Two chromone C-glucosides, biflorin (1) and isobiflorin (2), were isolated from the flower buds of Syzygium aromaticum L. (Myrtaceae). Here, inhibitory effects of 1 and 2 on lipopolysaccharide (LPS)-induced production of nitric oxide (NO) and prostaglandin E-2 (PGE(2)) in RAW 264.7 macrophages were evaluated, and 1 (IC50 = 51.7 and 37.1 mu M, respectively) was more potent than 2 (IC50 > 60 and 46.0 mu M). The suppression of NO and PGE(2) production by 1 correlated with inhibition of iNOS and COX-2 protein expression.
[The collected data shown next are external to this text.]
//! Spawns and supervises the external script-runner process for one test
//! case (SPEC_FULL.md §4.7). The runner itself is an external collaborator;
//! this crate only implements the engine's side of the contract.

pub mod command_factory;
pub mod command_spec;
pub mod process;
pub mod result;

pub use command_factory::{ConfiguredCommandFactory, RunnerCommandFactory};
pub use command_spec::CommandSpec;
pub use process::{CaseRunner, ProcessCaseRunner, RunnerInvocation};
pub use result::{ErrorDetail, RunStatus, RunnerResult};
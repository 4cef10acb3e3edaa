//! Plan execution: an ordered list of suite references, run sequentially
//! (SPEC_FULL.md §4.8 / spec.md §4.8, §6.4).
//!
//! A plan has no `controls` block of its own — repeat, retry, and
//! `continueOnFailure` are suite-level concepts (spec.md §4.8 only defines
//! them "from suite controls"). A plan therefore always runs every suite in
//! its list to completion; cancellation is the only thing that stops it
//! early, in which case every suite that has not yet started is recorded as
//! `aborted` without ever resolving its nodes.

use std::collections::BTreeMap;

use chrono::Utc;
use rigkit_artifacts::{EngineEvent, IndexEntry, RunFolder, RunsIndex};
use rigkit_manifest::Identity;
use rigkit_report::{PlannedNode, RunType};
use rigkit_runner::RunStatus;

use crate::aggregate::aggregate_status;
use crate::error::SchedulerError;
use crate::suite;
use crate::SchedulerContext;

pub struct PlanRunOutcome {
    pub run_id: String,
    pub status: RunStatus,
}

/// Run one plan to a terminal aggregate status.
pub fn execute_plan(
    ctx: &SchedulerContext<'_>,
    plan_identity: &Identity,
    request_environment_overrides: Option<&BTreeMap<String, String>>,
) -> Result<PlanRunOutcome, SchedulerError> {
    let entry = ctx
        .catalog
        .plans
        .get(plan_identity)
        .ok_or_else(|| SchedulerError::NotFound { entity_type: "plan", identity: plan_identity.to_string() })?;
    let plan = entry.descriptor.clone();
    let plan_folder = entry.folder_path.clone();

    // Preflight: every suite reference must resolve before any run folder
    // exists for this plan, mirroring the suite-level preflight in
    // `suite::execute_suite` (spec.md §8 scenario 5 generalizes to plans).
    let mut suite_identities = Vec::with_capacity(plan.nodes.len());
    for suite_node in &plan.nodes {
        let suite_identity = rigkit_resolve::resolve_suite_reference(
            &suite_node.suite_ref,
            &plan_folder,
            &ctx.catalog.suites_root,
            ctx.catalog,
        )?;
        suite_identities.push((suite_node.node_id.clone(), suite_identity));
    }

    let run_id = rigkit_utils::run_id::generate();
    let run_folder = RunFolder::create(ctx.runs_root, &run_id)?;
    let index = RunsIndex::new(ctx.runs_root);
    let start_time = Utc::now();

    index.append(&IndexEntry {
        run_id: run_id.clone(),
        run_type: "plan".to_string(),
        node_id: None,
        test_id: None,
        test_version: None,
        suite_id: None,
        suite_version: None,
        plan_id: Some(plan_identity.id().to_string()),
        plan_version: Some(plan_identity.version().to_string()),
        parent_run_id: None,
        start_time,
        end_time: None,
        status: None,
    })?;

    let planned_nodes: Vec<PlannedNode> = suite_identities
        .iter()
        .map(|(node_id, identity)| PlannedNode {
            node_id: node_id.clone(),
            label: identity.to_string(),
            parent_node_id: None,
        })
        .collect();
    ctx.reporter.on_run_planned(&run_id, RunType::Plan, &planned_nodes);
    run_folder.append_event(&EngineEvent::RunPlanned {
        at: Utc::now(),
        run_id: run_id.clone(),
        run_type: "plan".to_string(),
        planned_nodes: serde_json::json!(planned_nodes.iter().map(|p| p.node_id.clone()).collect::<Vec<_>>()),
    })?;

    let plan_environment = if plan.environment.is_empty() { None } else { Some(&plan.environment) };

    let mut child_statuses = Vec::new();
    for (node_id, suite_identity) in &suite_identities {
        if ctx.cancel.is_cancelled() {
            child_statuses.push(RunStatus::Aborted);
            continue;
        }
        let outcome = suite::execute_suite(
            ctx,
            suite_identity,
            node_id,
            Some(&run_id),
            plan_environment,
            None,
            request_environment_overrides,
        )?;
        child_statuses.push(outcome.status);
    }

    let aggregate = aggregate_status(child_statuses);
    let end_time = Utc::now();
    run_folder.append_event(&EngineEvent::RunFinished {
        at: Utc::now(),
        run_id: run_id.clone(),
        status: aggregate.to_string(),
    })?;

    index.append(&IndexEntry {
        run_id: run_id.clone(),
        run_type: "plan".to_string(),
        node_id: None,
        test_id: None,
        test_version: None,
        suite_id: None,
        suite_version: None,
        plan_id: Some(plan_identity.id().to_string()),
        plan_version: Some(plan_identity.version().to_string()),
        parent_run_id: None,
        start_time,
        end_time: Some(end_time),
        status: Some(aggregate.to_string()),
    })?;

    ctx.reporter.on_run_finished(&run_id, aggregate);

    Ok(PlanRunOutcome { run_id, status: aggregate })
}

#[cfg(test)]
mod tests {
    use super::*;
    use rigkit_catalog::discover;
    use rigkit_privilege::ElevationProbe;
    use rigkit_redact::SecretRedactor;
    use rigkit_report::{NullReporter, RecordingReporter};
    use rigkit_runner::{CaseRunner, CommandSpec, ErrorDetail, RunnerCommandFactory, RunnerInvocation, RunnerResult};
    use rigkit_utils::CancellationToken;
    use std::cell::RefCell;
    use std::fs;
    use std::sync::Mutex;
    use tempfile::TempDir;

    struct AlwaysElevated;
    impl ElevationProbe for AlwaysElevated {
        fn is_elevated(&self) -> bool {
            true
        }
    }

    struct NoopFactory;
    impl RunnerCommandFactory for NoopFactory {
        fn command_for(&self, _case_folder: &camino::Utf8Path, _run_folder: &camino::Utf8Path) -> CommandSpec {
            CommandSpec::new("true")
        }
    }

    struct ScriptedRunner {
        failing: Mutex<Vec<String>>,
    }

    impl CaseRunner for ScriptedRunner {
        fn run(&self, invocation: &RunnerInvocation, _cancel: &CancellationToken) -> RunnerResult {
            let fails = self.failing.lock().expect("poisoned").contains(&invocation.test_id);
            RunnerResult {
                schema_version: "1".to_string(),
                run_type: "testCase".to_string(),
                test_id: invocation.test_id.clone(),
                test_version: invocation.test_version.clone(),
                status: if fails { RunStatus::Failed } else { RunStatus::Passed },
                start_time: Utc::now(),
                end_time: Utc::now(),
                exit_code: Some(if fails { 1 } else { 0 }),
                metrics: None,
                effective_inputs: invocation.effective_inputs_redacted.clone(),
                error: if fails { Some(ErrorDetail::new("scriptError", "simulated failure")) } else { None },
                runner_info: None,
            }
        }
    }

    fn write_case(cases_root: &camino::Utf8Path, id: &str) {
        let dir = cases_root.join(id);
        fs::create_dir_all(&dir).unwrap();
        let json = format!(
            r#"{{"schemaVersion":"1","id":"{id}","version":"1.0.0","name":"n","category":"c","timeoutSec":5}}"#
        );
        fs::write(dir.join(rigkit_catalog::CASE_MANIFEST_FILE), json).unwrap();
    }

    fn write_suite(suites_root: &camino::Utf8Path, id: &str) {
        let dir = suites_root.join(id);
        fs::create_dir_all(&dir).unwrap();
        let json = format!(
            r#"{{"schemaVersion":"1","id":"{id}","version":"1.0.0",
                "cases":[{{"nodeId":"a","ref":"A@1.0.0"}}]}}"#
        );
        fs::write(dir.join(rigkit_catalog::SUITE_MANIFEST_FILE), json).unwrap();
    }

    fn write_plan(plans_root: &camino::Utf8Path, id: &str, suite_id: &str) {
        let dir = plans_root.join(id);
        fs::create_dir_all(&dir).unwrap();
        let json = format!(
            r#"{{"schemaVersion":"1","id":"{id}","version":"1.0.0",
                "suites":[{{"nodeId":"s1","ref":"{suite_id}@1.0.0"}}]}}"#
        );
        fs::write(dir.join(rigkit_catalog::PLAN_MANIFEST_FILE), json).unwrap();
    }

    #[test]
    fn runs_every_suite_and_aggregates_status() {
        let tmp = TempDir::new().unwrap();
        let root = camino::Utf8PathBuf::from_path_buf(tmp.path().to_path_buf()).unwrap();
        let cases_root = root.join("cases");
        let suites_root = root.join("suites");
        let plans_root = root.join("plans");
        write_case(&cases_root, "A");
        write_suite(&suites_root, "Smoke");
        write_plan(&plans_root, "Nightly", "Smoke");

        let report = discover(&cases_root, &suites_root, &plans_root).unwrap();
        let plan_identity = report.catalog.plans.keys().next().unwrap().clone();

        let runs_root = root.join("runs");
        let runner = ScriptedRunner { failing: Mutex::new(Vec::new()) };
        let factory = NoopFactory;
        let reporter = RecordingReporter::new();
        let cancel = CancellationToken::new();
        let redactor = RefCell::new(SecretRedactor::new());
        let probe = AlwaysElevated;

        let ctx = SchedulerContext {
            catalog: &report.catalog,
            runs_root: &runs_root,
            engine_version: "0.1.0",
            runner: &runner,
            command_factory: &factory,
            elevation_probe: &probe,
            reporter: &reporter,
            cancel: &cancel,
            redactor: &redactor,
            default_timeout_sec: 30,
        };

        let outcome = execute_plan(&ctx, &plan_identity, None).unwrap();
        assert_eq!(outcome.status, RunStatus::Passed);

        let children_path = runs_root.join(&outcome.run_id).join("children.jsonl");
        let content = fs::read_to_string(children_path).unwrap();
        assert_eq!(content.lines().count(), 1);
    }

    #[test]
    fn unresolvable_suite_reference_aborts_with_no_run_folder() {
        let tmp = TempDir::new().unwrap();
        let root = camino::Utf8PathBuf::from_path_buf(tmp.path().to_path_buf()).unwrap();
        let cases_root = root.join("cases");
        let suites_root = root.join("suites");
        let plans_root = root.join("plans");
        fs::create_dir_all(&cases_root).unwrap();
        fs::create_dir_all(&suites_root).unwrap();
        let dir = plans_root.join("Bad");
        fs::create_dir_all(&dir).unwrap();
        let json = r#"{"schemaVersion":"1","id":"Bad","version":"1.0.0",
            "suites":[{"nodeId":"s1","ref":"Nope@1.0.0"}]}"#;
        fs::write(dir.join(rigkit_catalog::PLAN_MANIFEST_FILE), json).unwrap();

        let report = discover(&cases_root, &suites_root, &plans_root).unwrap();
        let plan_identity = report.catalog.plans.keys().next().unwrap().clone();

        let runs_root = root.join("runs");
        let runner = ScriptedRunner { failing: Mutex::new(Vec::new()) };
        let factory = NoopFactory;
        let reporter = NullReporter;
        let cancel = CancellationToken::new();
        let redactor = RefCell::new(SecretRedactor::new());
        let probe = AlwaysElevated;

        let ctx = SchedulerContext {
            catalog: &report.catalog,
            runs_root: &runs_root,
            engine_version: "0.1.0",
            runner: &runner,
            command_factory: &factory,
            elevation_probe: &probe,
            reporter: &reporter,
            cancel: &cancel,
            redactor: &redactor,
            default_timeout_sec: 30,
        };

        let err = execute_plan(&ctx, &plan_identity, None).unwrap_err();
        assert!(matches!(err, SchedulerError::Reference(_)));
        assert!(!runs_root.exists());
    }
}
Compound 1 reduced inducible NO synthase (iNOS) and cyclooxygenase-2 (COX-2) mRNA expression via inhibition of their promoter activities. Compound 1 inhibited the LPS-induced production and mRNA expression of tumor necrosis factor-alpha (TNF-alpha) and interleukin (IL)-6. Furthermore, 1 reduced p-STAT1 and p-p38 expression but did not affect the activity of nuclear factor kappa light-chain enhancer of activated B cells (NF-kappa B) or activator protein 1 (AP-1). In a mouse model of LPS-induced endotoxemia, 1 reduced the mRNA levels of iNOS, COX-2, and TNF-alpha, and the phosphorylation-mediated activation of the signal transducer and activator of transcription 1 (STAT1), consequently improving the survival rates of mice. Compound 1 showed a significant anti-inflammatory effect on carrageenan-induced paw edema and croton-oil-induced ear edema in rats. The collective data indicate that the suppression of pro-inflammatory gene expression via p38 mitogen-activated protein kinase and STAT1 inactivation may be a mechanism for the anti-inflammatory activity of 1.